Last week, Ad Age published a great article, Ad Age Best Practices: How to Create a Rewards Program That Really Works. I highly recommend reading it. The one thing the article didn’t cover is common rewards program errors and how to avoid them.
Common error: Offer only BOGO discounts when your target market is mostly single
I jokingly nickname these rewards programs “Non-lonely people discounts.” There’s nothing wrong with Buy One, Get One Free (BOGO) if your main target market is married, but with the the majority of US adults being single, I don’t recommend rewards programs based on BOGO discounts. It’s not that single people can’t grab a friend and take advantage of it, but this creates another step for them to do, which definitely lessens the reward. You can have some of these as part of your rewards programs, but you should also include other non-BOGO rewards as the majority.
Common error: Give rewards that consumers can get other ways without having to do anything
When Verizon Wireless announced that they were going to be providing a rewards program, Verizon My Rewards+, I was excited; I’ve been a loyal Verizon customer for years. The problem was, when I went to see what I could get with my rewards points, it was basically discounts I could already find somewhere else.
For example, it’s not hard to find 10% off discounts on gift cards to dining and shopping category stores through coupons, special promotions, etc. But Verizon’s “reward” program is:
$100 gift card for dining or shopping chain (such as Texas Road House) – 1,000 rewards points = $90 (10% off)
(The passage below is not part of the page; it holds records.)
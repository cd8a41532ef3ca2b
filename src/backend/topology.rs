use std::collections::hash_map::Values;

use petgraph::Undirected;
use petgraph::graphmap::{Neighbors, UnGraphMap};
use thiserror::Error;

use super::COVERAGE_RADIUS;
use super::mathphysics::{Meter, Point2D, Position};
use super::node::{IdToNodeMap, Node, NodeId, NodeKind};


const FIRST_NODE_ID: NodeId = 1;


#[derive(Error, Debug)]
pub enum TopologyError {
    #[error("Node with id `{0}` is not present in the topology")]
    UnknownNode(NodeId),
}


/// The node registry and the undirected link set of the mesh.
///
/// Links are reconciled with node positions only on explicit
/// [`TopologyGraph::reconcile_links`] calls, so connectivity is eventually
/// consistent with geometry rather than continuously maintained. The edge
/// set is genuinely undirected: a link between two nodes is a single record,
/// and link symmetry holds by construction.
#[derive(Clone, Debug)]
pub struct TopologyGraph {
    node_map: IdToNodeMap,
    link_map: UnGraphMap<NodeId, ()>,
    coverage_radius: Meter,
    next_node_id: NodeId,
}

impl Default for TopologyGraph {
    fn default() -> Self {
        Self::new()
    }
}

impl TopologyGraph {
    #[must_use]
    pub fn new() -> Self {
        Self::with_coverage_radius(COVERAGE_RADIUS)
    }

    #[must_use]
    pub fn with_coverage_radius(coverage_radius: Meter) -> Self {
        Self {
            node_map: IdToNodeMap::new(),
            link_map: UnGraphMap::new(),
            coverage_radius,
            next_node_id: FIRST_NODE_ID,
        }
    }

    #[must_use]
    pub fn coverage_radius(&self) -> Meter {
        self.coverage_radius
    }

    #[must_use]
    pub fn get(&self, node_id: NodeId) -> Option<&Node> {
        self.node_map.get(&node_id)
    }

    #[must_use]
    pub fn contains_node(&self, node_id: NodeId) -> bool {
        self.node_map.contains(&node_id)
    }

    #[must_use]
    pub fn nodes(&self) -> Values<'_, NodeId, Node> {
        self.node_map.nodes()
    }

    #[must_use]
    pub fn node_count(&self) -> usize {
        self.node_map.len()
    }

    #[must_use]
    pub fn is_empty(&self) -> bool {
        self.node_map.is_empty()
    }

    #[must_use]
    pub fn neighbors(
        &self,
        node_id: NodeId
    ) -> Neighbors<'_, NodeId, Undirected> {
        self.link_map.neighbors(node_id)
    }

    #[must_use]
    pub fn are_linked(&self, a: NodeId, b: NodeId) -> bool {
        self.link_map.contains_edge(a, b)
    }

    #[must_use]
    pub fn links(&self) -> impl Iterator<Item = (NodeId, NodeId)> + '_ {
        self.link_map.all_edges().map(|(a, b, _)| (a, b))
    }

    #[must_use]
    pub fn link_count(&self) -> usize {
        self.link_map.edge_count()
    }

    /// Creates a node with no links and returns its id. Ids are sequential
    /// and never reused within one topology instance. The new node stays
    /// unlinked until the next [`TopologyGraph::reconcile_links`] call.
    pub fn add_node(&mut self, kind: NodeKind, position: Point2D) -> NodeId {
        let node_id = self.next_node_id;
        self.next_node_id += 1;

        self.node_map.insert(Node::new(node_id, kind, position));
        self.link_map.add_node(node_id);

        node_id
    }

    /// Removes the node and every link touching it.
    ///
    /// # Errors
    ///
    /// Will return `Err` if `node_id` is not present in the topology.
    pub fn remove_node(
        &mut self,
        node_id: NodeId
    ) -> Result<Node, TopologyError> {
        let Some(node) = self.node_map.remove(&node_id) else {
            return Err(TopologyError::UnknownNode(node_id));
        };

        self.link_map.remove_node(node_id);

        debug_assert!(
            self.node_map
                .ids()
                .all(|other_id| !self.are_linked(*other_id, node_id)),
            "a removed node must not stay linked"
        );

        Ok(node)
    }

    /// Updates the node position without touching its links. The caller is
    /// expected to follow up with [`TopologyGraph::reconcile_links`].
    ///
    /// # Errors
    ///
    /// Will return `Err` if `node_id` is not present in the topology.
    pub fn move_node(
        &mut self,
        node_id: NodeId,
        position: Point2D
    ) -> Result<(), TopologyError> {
        let Some(node) = self.node_map.get_mut(&node_id) else {
            return Err(TopologyError::UnknownNode(node_id));
        };

        node.set_position(position);

        Ok(())
    }

    /// Reconciles the links of one node with current positions: every other
    /// node strictly closer than the coverage radius gets linked, every
    /// linked node at or beyond the radius gets unlinked. A node is never
    /// linked to itself.
    ///
    /// # Errors
    ///
    /// Will return `Err` if `node_id` is not present in the topology.
    pub fn reconcile_links(
        &mut self,
        node_id: NodeId
    ) -> Result<(), TopologyError> {
        let Some(node) = self.node_map.get(&node_id) else {
            return Err(TopologyError::UnknownNode(node_id));
        };

        let mut new_links = Vec::new();
        let mut broken_links = Vec::new();

        for other_node in self.node_map.nodes() {
            let other_id = other_node.id();

            if other_id == node_id {
                continue;
            }

            let distance = node.distance_to(other_node);
            let linked = self.are_linked(node_id, other_id);

            if distance < self.coverage_radius && !linked {
                new_links.push(other_id);
            } else if distance >= self.coverage_radius && linked {
                broken_links.push(other_id);
            }
        }

        for other_id in new_links {
            self.link_map.add_edge(node_id, other_id, ());
        }
        for other_id in broken_links {
            self.link_map.remove_edge(node_id, other_id);
        }

        Ok(())
    }

    /// Removes the single link of every dead-end node not listed in
    /// `protected`, repeating until no such node remains, and returns the
    /// number of links removed.
    ///
    /// A node with exactly one link can never lie on a simple path between
    /// two other nodes, so pruning it does not change any planning result
    /// for the protected endpoints. Pruned links come back on the next
    /// reconciliation of either endpoint while the nodes are still in
    /// range.
    pub fn prune_dead_ends(&mut self, protected: &[NodeId]) -> usize {
        let mut removed_link_count = 0;

        loop {
            let dead_end_link = self.link_map
                .nodes()
                .filter(|node_id| !protected.contains(node_id))
                .find_map(|node_id| {
                    let mut neighbors = self.link_map.neighbors(node_id);
                    let neighbor = neighbors.next()?;

                    match neighbors.next() {
                        Some(_) => None,
                        None    => Some((node_id, neighbor)),
                    }
                });

            let Some((dead_end, neighbor)) = dead_end_link else {
                break;
            };

            self.link_map.remove_edge(dead_end, neighbor);
            removed_link_count += 1;
        }

        removed_link_count
    }
}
Groupon and LivingSocial have better deals than that!
In comparison, my credit union offers full gift cards (not discounts) for using their debit card. In one year, I accumulated enough points to get a $50 Amazon gift card and a $25 Starbucks gift card completely free.
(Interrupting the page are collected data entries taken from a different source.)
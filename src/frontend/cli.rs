use clap::{Arg, ArgMatches, Command};

use crate::backend::COVERAGE_RADIUS;
use crate::backend::mathphysics::Meter;

use super::examples;
use super::examples::SCENARIO_COUNT;


const ARG_COVERAGE_RADIUS: &str = "coverage radius";
const ARG_SCENARIO_NUMBER: &str = "scenario number";


pub fn cli() {
    let matches = Command::new("relay_network")
        .version("0.1.0")
        .about(
            "Simulates mesh relay networks and plans routes to the command \
            center."
        )
        .arg(
            Arg::new(ARG_SCENARIO_NUMBER)
                .short('s')
                .long("scenario")
                .value_parser(
                    clap::value_parser!(u8).range(1..=i64::from(SCENARIO_COUNT))
                )
                .help("Run a scenario by its number")
        )
        .arg(
            Arg::new(ARG_COVERAGE_RADIUS)
                .short('r')
                .long("radius")
                .value_parser(clap::value_parser!(Meter))
                .help("Set the link coverage radius")
        )
        .arg_required_else_help(true)
        .get_matches();

    handle_arguments(&matches);
}

fn handle_arguments(matches: &ArgMatches) {
    let coverage_radius = matches
        .get_one::<Meter>(ARG_COVERAGE_RADIUS)
        .copied()
        .unwrap_or(COVERAGE_RADIUS);

    let Some(scenario_number) = matches.get_one::<u8>(ARG_SCENARIO_NUMBER)
    else {
        return;
    };

    if let Err(error) = examples::run_scenario_by_number(
        *scenario_number,
        coverage_radius
    ) {
        eprintln!("Scenario failed: {error}");
    }
}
What makes this example even worse is, when I sent feedback on the program to Verizon, (at their prompting) all I got back was a form letter/macro about how amazing their rewards program was. Whoops.
Common error: Get creepy with data collection
I think most people understand that companies use rewards programs to collect consumer data (at least, I hope they do). But one thing is for certain, people don’t like to be reminded that a company is using the data to drive more sales.
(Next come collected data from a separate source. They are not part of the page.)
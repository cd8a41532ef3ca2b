use std::fmt;

use super::mathphysics::{Point2D, Position};

pub use idmaps::IdToNodeMap;


pub mod idmaps;


pub type NodeId = usize;


#[derive(Clone, Copy, Debug, Eq, PartialEq)]
pub enum NodeKind {
    Drone,
    Tower,
    CommandCenter,
}

impl fmt::Display for NodeKind {
    fn fmt(&self, f: &mut fmt::Formatter<'_>) -> fmt::Result {
        let name = match self {
            Self::Drone         => "drone",
            Self::Tower         => "tower",
            Self::CommandCenter => "command center",
        };

        write!(f, "{name}")
    }
}


/// A participant of the mesh: a mobile relay drone, a fixed relay tower or
/// the command center. Link state is not stored here; the topology graph is
/// the single source of truth for connectivity.
#[derive(Clone, Debug, PartialEq)]
pub struct Node {
    id: NodeId,
    kind: NodeKind,
    position: Point2D,
}

impl Node {
    #[must_use]
    pub fn new(id: NodeId, kind: NodeKind, position: Point2D) -> Self {
        Self { id, kind, position }
    }

    #[must_use]
    pub fn id(&self) -> NodeId {
        self.id
    }

    #[must_use]
    pub fn kind(&self) -> NodeKind {
        self.kind
    }

    pub fn set_position(&mut self, position: Point2D) {
        self.position = position;
    }
}

impl Position for Node {
    fn position(&self) -> &Point2D {
        &self.position
    }
}


#[cfg(test)]
mod tests {
    use super::*;

    #[test]
    fn node_kind_names() {
        assert_eq!("drone", NodeKind::Drone.to_string());
        assert_eq!("tower", NodeKind::Tower.to_string());
        assert_eq!("command center", NodeKind::CommandCenter.to_string());
    }

    #[test]
    fn distance_between_nodes() {
        let drone = Node::new(1, NodeKind::Drone, Point2D::new(0.0, 0.0));
        let tower = Node::new(2, NodeKind::Tower, Point2D::new(6.0, 8.0));

        assert_eq!(10.0, drone.distance_to(&tower));
        assert_eq!(drone.distance_to(&tower), tower.distance_to(&drone));
    }

    #[test]
    fn moving_a_node() {
        let mut drone = Node::new(1, NodeKind::Drone, Point2D::new(0.0, 0.0));

        drone.set_position(Point2D::new(3.0, 4.0));

        assert_eq!(*drone.position(), Point2D::new(3.0, 4.0));
    }
}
For example, it’s ok for Walgreens to remind you that you need to refill your prescription or Amazon to suggest other movies/music you may like, but it’s not ok for Target to predict the pregnancy of a teenage girl. If you are going to use the data to promote items to your consumer base, be careful, make sure that the use of the data has some direct benefit to them.
What rewards fails have you seen? What rewards programs are your favorite?